§ Requirement
Scan the data below. Pull out each line where "ConfigurationError" occurs.

§ Material provided
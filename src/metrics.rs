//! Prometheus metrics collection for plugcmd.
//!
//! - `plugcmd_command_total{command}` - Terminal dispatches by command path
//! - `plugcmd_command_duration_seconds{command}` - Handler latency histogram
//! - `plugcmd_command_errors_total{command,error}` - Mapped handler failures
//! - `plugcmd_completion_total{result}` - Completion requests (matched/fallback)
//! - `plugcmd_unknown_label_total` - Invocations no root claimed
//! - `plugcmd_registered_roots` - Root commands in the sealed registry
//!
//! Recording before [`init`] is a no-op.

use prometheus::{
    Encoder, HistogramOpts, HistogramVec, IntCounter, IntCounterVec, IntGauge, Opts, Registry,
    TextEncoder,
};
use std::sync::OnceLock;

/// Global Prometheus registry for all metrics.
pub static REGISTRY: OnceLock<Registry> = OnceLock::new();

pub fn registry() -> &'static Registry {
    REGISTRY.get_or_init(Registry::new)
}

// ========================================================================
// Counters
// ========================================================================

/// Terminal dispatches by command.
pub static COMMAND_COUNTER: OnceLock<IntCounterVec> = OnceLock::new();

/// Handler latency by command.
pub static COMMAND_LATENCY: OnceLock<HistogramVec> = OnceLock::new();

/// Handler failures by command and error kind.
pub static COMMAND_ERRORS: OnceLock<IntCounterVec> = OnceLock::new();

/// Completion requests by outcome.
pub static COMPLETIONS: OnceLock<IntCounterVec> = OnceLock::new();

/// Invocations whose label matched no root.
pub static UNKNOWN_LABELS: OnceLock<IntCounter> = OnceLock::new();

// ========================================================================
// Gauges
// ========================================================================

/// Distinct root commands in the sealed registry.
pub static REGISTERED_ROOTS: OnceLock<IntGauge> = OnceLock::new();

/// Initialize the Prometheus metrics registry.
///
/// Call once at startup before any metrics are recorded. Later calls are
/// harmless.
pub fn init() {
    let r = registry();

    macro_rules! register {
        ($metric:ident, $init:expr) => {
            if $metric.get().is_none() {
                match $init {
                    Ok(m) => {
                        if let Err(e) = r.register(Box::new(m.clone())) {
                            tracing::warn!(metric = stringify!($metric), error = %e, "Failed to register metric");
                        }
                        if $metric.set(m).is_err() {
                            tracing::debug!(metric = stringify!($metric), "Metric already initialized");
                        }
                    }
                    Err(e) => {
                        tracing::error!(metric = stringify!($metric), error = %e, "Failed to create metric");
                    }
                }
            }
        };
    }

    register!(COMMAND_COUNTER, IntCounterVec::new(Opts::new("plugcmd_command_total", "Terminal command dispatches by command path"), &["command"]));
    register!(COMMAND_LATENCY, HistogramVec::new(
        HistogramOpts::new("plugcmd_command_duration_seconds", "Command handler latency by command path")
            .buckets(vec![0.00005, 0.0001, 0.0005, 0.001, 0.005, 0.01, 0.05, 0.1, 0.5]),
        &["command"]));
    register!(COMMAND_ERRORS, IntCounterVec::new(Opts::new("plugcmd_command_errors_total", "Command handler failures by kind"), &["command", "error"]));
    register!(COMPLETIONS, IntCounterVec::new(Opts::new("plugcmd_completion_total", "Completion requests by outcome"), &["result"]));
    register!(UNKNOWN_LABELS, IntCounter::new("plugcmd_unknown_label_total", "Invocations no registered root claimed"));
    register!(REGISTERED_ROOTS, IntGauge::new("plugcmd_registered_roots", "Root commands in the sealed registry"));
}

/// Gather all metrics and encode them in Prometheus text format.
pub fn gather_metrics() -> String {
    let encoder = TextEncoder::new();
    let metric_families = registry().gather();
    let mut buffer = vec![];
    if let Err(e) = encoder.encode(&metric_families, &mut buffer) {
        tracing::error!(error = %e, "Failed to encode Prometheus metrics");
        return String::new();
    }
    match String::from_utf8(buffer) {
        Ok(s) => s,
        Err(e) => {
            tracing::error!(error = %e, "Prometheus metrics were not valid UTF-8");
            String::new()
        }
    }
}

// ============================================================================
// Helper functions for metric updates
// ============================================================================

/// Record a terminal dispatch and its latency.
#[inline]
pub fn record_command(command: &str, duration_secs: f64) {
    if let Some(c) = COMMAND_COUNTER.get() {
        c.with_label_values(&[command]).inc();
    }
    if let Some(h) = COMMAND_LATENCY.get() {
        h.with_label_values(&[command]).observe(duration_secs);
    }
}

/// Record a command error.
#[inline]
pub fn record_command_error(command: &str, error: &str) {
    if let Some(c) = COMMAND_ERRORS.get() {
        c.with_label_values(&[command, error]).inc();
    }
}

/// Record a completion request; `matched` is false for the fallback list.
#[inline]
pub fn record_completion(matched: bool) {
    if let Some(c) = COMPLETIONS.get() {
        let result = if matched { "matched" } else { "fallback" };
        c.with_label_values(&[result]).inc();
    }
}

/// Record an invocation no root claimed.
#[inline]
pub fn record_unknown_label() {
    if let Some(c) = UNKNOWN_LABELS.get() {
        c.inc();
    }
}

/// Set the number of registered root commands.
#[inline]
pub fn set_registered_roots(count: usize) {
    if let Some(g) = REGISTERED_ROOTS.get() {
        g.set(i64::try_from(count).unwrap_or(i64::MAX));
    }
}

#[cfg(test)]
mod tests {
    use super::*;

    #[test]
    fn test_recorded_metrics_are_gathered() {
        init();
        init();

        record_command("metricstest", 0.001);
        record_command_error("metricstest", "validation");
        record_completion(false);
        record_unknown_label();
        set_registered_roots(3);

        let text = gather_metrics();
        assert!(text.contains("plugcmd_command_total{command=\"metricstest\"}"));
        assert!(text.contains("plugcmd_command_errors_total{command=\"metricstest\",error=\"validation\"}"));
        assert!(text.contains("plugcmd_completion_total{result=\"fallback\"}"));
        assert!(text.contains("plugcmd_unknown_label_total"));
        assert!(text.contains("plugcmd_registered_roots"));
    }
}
--
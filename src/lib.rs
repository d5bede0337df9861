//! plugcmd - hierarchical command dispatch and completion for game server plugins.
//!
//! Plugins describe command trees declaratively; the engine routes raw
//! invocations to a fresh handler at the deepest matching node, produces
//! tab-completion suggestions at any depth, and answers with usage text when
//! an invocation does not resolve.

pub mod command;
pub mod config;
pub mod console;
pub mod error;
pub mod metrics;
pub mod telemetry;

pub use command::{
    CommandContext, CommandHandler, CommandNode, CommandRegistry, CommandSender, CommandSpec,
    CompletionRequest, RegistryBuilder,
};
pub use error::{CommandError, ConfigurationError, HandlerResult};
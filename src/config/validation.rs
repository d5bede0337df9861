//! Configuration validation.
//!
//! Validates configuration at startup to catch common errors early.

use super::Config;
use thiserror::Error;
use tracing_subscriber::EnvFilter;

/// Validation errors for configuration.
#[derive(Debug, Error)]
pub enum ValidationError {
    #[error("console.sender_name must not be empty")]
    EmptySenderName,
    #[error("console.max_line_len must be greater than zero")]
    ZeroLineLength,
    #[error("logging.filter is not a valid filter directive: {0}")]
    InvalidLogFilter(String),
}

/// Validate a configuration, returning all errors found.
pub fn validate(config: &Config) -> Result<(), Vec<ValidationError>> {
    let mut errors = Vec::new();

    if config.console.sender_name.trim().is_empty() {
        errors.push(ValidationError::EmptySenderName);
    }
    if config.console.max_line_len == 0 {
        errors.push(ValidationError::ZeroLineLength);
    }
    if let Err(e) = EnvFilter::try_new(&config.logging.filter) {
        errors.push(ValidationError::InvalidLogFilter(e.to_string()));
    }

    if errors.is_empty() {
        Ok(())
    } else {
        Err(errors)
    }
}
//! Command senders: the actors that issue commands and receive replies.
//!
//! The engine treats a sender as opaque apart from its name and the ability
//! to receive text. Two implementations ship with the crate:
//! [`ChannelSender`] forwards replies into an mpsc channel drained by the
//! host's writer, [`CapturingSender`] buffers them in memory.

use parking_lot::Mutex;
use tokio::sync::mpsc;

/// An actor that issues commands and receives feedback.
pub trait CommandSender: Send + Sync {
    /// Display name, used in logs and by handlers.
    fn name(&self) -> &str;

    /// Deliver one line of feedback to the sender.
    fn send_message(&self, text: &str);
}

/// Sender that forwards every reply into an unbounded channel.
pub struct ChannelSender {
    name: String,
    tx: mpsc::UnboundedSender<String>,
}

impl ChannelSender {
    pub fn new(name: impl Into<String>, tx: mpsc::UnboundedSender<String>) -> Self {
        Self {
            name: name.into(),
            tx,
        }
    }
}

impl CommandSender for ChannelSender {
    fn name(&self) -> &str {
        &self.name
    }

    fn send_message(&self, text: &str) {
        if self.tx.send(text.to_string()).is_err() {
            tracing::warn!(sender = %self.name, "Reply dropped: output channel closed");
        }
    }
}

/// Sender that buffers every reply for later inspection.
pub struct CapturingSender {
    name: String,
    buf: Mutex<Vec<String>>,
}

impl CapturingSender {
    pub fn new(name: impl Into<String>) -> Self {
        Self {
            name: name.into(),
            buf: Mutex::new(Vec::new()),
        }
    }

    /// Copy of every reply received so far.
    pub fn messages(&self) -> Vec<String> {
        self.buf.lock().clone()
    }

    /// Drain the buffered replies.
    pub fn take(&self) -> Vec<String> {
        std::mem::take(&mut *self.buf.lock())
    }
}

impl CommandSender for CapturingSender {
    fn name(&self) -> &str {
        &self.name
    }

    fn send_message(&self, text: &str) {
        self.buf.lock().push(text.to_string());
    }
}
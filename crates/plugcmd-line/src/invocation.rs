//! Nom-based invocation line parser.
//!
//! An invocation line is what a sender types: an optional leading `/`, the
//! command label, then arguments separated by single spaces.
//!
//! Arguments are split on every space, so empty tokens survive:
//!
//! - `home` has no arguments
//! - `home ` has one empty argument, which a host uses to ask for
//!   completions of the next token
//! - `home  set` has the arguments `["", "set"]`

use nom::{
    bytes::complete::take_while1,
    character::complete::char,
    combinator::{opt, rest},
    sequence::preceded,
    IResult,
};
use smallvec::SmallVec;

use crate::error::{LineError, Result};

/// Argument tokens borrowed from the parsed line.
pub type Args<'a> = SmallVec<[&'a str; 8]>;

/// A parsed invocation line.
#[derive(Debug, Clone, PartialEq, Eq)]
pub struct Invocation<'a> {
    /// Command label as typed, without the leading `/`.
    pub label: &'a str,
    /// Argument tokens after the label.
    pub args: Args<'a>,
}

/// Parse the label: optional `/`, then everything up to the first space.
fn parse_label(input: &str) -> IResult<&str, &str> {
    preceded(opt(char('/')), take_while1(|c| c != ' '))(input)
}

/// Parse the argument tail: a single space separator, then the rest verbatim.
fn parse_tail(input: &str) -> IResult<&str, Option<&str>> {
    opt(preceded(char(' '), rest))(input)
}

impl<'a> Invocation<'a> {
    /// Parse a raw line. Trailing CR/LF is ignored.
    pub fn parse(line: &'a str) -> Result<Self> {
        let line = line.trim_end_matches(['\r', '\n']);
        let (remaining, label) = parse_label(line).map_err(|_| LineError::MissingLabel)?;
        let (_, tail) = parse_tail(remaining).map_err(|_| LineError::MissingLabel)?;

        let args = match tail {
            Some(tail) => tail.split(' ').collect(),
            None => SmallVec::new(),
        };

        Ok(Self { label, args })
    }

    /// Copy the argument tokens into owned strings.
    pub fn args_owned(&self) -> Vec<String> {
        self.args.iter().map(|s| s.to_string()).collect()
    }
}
...
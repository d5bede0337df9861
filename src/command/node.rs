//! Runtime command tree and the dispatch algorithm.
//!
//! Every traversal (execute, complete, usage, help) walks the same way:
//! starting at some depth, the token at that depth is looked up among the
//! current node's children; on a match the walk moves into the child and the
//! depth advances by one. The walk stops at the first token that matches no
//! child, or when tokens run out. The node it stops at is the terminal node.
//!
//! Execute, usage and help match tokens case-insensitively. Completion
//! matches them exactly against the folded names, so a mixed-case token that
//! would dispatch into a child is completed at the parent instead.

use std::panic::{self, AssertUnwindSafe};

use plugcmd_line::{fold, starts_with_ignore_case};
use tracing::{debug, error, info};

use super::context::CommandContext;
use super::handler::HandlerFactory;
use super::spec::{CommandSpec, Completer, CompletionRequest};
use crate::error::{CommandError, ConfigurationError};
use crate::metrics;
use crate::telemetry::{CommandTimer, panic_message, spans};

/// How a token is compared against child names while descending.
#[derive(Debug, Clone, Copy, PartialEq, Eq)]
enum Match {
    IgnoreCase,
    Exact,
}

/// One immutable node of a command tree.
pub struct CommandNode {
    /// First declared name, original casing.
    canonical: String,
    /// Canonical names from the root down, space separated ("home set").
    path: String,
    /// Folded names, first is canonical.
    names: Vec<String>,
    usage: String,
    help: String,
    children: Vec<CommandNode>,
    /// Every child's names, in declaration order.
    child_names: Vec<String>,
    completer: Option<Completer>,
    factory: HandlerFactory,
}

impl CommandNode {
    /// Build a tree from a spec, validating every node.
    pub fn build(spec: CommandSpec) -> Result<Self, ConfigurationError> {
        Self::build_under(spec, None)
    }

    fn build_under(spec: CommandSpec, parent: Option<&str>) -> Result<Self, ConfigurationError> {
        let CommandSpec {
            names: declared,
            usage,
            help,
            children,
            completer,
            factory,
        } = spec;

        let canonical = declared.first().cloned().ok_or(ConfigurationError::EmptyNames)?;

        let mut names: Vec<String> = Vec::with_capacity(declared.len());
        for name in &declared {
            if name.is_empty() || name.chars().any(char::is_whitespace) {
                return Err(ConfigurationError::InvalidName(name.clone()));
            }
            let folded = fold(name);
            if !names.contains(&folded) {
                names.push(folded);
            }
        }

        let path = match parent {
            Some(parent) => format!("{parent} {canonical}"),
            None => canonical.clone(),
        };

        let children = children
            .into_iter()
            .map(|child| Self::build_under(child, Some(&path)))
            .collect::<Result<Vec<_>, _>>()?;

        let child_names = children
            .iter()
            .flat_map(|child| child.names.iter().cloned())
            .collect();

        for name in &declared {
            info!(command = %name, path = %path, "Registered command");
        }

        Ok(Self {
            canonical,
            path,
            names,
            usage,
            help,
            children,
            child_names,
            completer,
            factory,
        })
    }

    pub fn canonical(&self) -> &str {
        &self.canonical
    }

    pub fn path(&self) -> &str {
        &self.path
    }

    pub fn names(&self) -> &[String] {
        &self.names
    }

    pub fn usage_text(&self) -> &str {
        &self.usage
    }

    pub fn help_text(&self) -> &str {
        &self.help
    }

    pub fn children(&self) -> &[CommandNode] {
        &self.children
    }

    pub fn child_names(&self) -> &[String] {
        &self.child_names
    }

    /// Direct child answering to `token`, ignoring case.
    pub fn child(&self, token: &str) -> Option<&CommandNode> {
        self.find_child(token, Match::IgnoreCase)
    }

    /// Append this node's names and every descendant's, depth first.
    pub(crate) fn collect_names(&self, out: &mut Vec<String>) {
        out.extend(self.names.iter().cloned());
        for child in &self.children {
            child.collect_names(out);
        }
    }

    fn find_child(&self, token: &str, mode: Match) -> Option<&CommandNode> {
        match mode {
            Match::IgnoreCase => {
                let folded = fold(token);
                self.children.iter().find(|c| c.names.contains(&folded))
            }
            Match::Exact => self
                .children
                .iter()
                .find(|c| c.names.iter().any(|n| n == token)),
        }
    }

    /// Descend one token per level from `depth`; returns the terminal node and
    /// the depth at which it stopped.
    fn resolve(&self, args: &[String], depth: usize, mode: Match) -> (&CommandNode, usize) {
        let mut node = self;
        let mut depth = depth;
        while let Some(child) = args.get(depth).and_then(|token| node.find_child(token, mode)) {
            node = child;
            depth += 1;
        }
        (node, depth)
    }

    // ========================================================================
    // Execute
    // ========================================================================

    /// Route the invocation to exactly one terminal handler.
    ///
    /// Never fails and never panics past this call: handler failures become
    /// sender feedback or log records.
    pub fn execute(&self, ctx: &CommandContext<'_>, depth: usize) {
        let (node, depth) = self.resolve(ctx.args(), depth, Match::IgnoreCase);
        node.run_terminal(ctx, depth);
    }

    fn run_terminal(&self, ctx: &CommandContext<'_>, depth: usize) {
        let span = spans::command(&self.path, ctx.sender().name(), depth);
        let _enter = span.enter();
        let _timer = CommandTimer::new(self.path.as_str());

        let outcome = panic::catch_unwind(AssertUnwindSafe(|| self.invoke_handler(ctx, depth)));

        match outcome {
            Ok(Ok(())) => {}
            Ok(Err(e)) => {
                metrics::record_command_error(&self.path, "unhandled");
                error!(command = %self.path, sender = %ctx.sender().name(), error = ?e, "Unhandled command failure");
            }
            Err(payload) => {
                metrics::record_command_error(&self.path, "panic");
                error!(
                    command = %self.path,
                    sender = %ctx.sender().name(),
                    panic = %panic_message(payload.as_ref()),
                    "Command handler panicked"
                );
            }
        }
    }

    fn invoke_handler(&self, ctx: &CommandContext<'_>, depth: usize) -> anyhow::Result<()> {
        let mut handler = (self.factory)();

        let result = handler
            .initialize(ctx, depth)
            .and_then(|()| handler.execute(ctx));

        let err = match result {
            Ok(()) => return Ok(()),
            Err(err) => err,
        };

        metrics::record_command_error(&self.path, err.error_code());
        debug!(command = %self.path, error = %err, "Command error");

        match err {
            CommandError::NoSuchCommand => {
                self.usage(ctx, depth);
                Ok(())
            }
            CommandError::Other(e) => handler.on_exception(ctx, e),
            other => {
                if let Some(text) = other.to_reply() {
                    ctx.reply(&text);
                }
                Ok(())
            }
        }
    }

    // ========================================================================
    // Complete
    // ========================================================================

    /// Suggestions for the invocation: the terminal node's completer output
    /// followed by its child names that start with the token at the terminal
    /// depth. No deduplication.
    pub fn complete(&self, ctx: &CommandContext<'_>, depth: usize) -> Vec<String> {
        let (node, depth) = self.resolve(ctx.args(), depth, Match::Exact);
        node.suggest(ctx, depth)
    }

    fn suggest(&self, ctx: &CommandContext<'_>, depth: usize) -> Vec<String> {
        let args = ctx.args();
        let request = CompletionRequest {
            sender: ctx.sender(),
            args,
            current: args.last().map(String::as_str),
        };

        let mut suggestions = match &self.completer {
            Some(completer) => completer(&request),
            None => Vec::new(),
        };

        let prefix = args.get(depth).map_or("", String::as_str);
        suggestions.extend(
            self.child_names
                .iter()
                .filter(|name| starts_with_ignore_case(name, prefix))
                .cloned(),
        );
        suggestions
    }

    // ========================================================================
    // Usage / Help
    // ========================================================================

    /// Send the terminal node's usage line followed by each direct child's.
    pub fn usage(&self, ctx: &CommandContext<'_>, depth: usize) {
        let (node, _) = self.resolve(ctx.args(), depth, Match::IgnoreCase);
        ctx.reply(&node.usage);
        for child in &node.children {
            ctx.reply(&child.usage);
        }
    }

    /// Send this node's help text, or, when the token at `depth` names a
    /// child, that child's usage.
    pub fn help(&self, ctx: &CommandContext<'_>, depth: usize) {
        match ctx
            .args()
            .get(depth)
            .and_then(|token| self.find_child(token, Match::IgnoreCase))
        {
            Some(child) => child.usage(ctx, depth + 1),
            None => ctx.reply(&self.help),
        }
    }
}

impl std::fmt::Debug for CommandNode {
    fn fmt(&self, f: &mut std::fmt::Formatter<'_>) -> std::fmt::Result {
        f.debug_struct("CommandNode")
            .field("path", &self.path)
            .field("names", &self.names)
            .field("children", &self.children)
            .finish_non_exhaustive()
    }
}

§ Output for this task
pub use error::{CommandError, ConfigurationError, HandlerResult};
use crate::error::{CommandError, ConfigurationError};
    pub fn build(spec: CommandSpec) -> Result<Self, ConfigurationError> {
    fn build_under(spec: CommandSpec, parent: Option<&str>) -> Result<Self, ConfigurationError> {
        let canonical = declared.first().cloned().ok_or(ConfigurationError::EmptyNames)?;
                return Err(ConfigurationError::InvalidName(name.clone()));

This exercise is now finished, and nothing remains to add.